Dataset records
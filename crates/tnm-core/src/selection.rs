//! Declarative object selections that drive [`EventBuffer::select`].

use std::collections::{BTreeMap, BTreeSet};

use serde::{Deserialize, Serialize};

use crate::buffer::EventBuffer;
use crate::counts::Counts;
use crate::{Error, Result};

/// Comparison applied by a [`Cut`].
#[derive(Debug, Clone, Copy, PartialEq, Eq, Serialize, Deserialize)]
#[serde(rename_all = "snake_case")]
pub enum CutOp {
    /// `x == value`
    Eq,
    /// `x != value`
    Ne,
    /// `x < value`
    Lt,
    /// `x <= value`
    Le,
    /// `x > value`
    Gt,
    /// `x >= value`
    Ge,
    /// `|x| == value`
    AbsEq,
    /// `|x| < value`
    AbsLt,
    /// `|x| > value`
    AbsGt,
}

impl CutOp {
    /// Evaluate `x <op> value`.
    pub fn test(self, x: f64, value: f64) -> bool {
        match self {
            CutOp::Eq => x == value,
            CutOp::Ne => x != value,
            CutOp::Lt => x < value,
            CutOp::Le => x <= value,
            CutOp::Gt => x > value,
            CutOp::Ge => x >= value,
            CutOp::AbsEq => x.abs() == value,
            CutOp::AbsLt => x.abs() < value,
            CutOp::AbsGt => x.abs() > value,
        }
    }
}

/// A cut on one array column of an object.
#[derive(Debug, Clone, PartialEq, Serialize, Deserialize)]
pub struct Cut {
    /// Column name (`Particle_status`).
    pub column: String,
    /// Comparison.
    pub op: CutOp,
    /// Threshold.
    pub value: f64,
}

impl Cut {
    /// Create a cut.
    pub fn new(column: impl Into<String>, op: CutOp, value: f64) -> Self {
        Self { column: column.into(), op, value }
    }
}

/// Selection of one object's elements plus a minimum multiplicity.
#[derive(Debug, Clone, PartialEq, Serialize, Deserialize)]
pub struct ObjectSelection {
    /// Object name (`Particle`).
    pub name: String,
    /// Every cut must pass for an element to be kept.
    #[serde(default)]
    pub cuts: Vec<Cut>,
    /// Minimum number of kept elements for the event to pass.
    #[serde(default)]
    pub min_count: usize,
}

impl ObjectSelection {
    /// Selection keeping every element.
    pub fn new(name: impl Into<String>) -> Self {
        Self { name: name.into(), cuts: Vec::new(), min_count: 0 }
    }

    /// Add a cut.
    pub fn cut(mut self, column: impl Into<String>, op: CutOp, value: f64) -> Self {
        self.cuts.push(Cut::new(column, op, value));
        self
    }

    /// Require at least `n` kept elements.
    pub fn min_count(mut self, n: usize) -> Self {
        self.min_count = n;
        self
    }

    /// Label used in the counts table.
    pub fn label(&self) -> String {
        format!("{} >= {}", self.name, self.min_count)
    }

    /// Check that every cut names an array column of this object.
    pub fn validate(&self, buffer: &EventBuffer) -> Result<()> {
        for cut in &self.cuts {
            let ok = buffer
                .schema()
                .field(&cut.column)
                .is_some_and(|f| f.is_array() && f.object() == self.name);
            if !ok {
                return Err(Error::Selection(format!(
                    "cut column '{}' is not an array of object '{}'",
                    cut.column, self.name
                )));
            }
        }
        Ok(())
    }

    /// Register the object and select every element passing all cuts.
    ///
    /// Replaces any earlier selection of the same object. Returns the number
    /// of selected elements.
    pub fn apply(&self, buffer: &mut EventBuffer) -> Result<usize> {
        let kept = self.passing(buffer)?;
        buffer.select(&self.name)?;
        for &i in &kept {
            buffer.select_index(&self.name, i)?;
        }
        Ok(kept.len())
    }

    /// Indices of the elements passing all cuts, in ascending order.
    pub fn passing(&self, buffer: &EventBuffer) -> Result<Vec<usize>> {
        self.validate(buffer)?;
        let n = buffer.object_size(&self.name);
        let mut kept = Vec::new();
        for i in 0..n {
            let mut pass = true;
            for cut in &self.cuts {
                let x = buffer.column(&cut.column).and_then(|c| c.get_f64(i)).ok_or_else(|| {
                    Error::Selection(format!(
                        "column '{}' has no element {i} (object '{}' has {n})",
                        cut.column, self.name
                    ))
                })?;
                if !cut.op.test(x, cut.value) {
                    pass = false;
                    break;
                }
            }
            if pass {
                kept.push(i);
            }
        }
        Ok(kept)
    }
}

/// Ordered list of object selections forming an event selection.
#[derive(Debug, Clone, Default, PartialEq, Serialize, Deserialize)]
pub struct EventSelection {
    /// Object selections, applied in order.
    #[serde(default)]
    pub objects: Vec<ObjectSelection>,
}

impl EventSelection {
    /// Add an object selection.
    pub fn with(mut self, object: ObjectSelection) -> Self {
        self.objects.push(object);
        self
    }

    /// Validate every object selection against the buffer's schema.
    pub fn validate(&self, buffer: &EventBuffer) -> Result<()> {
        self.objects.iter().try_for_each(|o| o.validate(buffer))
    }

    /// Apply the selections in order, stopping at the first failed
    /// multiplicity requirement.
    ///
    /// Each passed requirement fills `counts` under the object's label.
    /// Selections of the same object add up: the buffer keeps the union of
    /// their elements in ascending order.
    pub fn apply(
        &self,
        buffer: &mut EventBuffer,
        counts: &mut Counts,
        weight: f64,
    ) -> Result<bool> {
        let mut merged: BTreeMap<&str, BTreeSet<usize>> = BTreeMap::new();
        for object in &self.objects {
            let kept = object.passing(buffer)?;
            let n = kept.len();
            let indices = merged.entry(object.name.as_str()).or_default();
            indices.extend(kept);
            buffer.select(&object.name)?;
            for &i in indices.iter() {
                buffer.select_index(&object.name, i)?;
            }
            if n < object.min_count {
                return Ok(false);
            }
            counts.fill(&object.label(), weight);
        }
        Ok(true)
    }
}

---

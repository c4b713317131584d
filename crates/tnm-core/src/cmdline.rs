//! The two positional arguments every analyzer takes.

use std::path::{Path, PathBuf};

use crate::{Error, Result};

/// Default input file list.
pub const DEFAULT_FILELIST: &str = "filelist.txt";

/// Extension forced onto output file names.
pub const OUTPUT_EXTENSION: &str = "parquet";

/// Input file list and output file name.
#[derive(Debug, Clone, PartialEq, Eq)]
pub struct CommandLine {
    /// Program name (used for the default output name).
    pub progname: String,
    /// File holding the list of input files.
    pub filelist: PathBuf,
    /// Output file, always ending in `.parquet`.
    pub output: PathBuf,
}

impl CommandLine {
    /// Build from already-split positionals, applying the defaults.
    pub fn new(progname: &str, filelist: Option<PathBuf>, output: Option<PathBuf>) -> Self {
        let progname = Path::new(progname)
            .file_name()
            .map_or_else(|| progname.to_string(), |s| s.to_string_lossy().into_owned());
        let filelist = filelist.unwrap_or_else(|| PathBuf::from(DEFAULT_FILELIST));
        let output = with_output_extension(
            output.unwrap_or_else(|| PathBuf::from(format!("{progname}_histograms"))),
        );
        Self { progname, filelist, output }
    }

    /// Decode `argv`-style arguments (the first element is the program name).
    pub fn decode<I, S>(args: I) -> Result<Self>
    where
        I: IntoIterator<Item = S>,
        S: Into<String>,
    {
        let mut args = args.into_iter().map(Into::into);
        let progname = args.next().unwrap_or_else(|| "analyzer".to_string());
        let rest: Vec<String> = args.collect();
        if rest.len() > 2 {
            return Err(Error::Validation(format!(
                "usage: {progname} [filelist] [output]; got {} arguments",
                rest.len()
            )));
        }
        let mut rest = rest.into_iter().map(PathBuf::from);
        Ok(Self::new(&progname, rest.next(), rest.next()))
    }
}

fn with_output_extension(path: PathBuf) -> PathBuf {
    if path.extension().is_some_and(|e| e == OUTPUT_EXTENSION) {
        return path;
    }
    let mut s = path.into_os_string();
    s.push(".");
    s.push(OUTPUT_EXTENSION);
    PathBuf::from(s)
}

● What you are asked to do
Starting at the line above that holds "CutOp::AbsLt => x.abs()" and ending at the line that holds "a minimum multiplicity.", transcribe each line exactly and include no other lines.

● Answer to the exercise
            CutOp::AbsLt => x.abs() < value,
            CutOp::AbsGt => x.abs() > value,
        }
    }
}

/// A cut on one array column of an object.
#[derive(Debug, Clone, PartialEq, Serialize, Deserialize)]
pub struct Cut {
    /// Column name (`Particle_status`).
    pub column: String,
    /// Comparison.
    pub op: CutOp,
    /// Threshold.
    pub value: f64,
}

impl Cut {
    /// Create a cut.
    pub fn new(column: impl Into<String>, op: CutOp, value: f64) -> Self {
        Self { column: column.into(), op, value }
    }
}

/// Selection of one object's elements plus a minimum multiplicity.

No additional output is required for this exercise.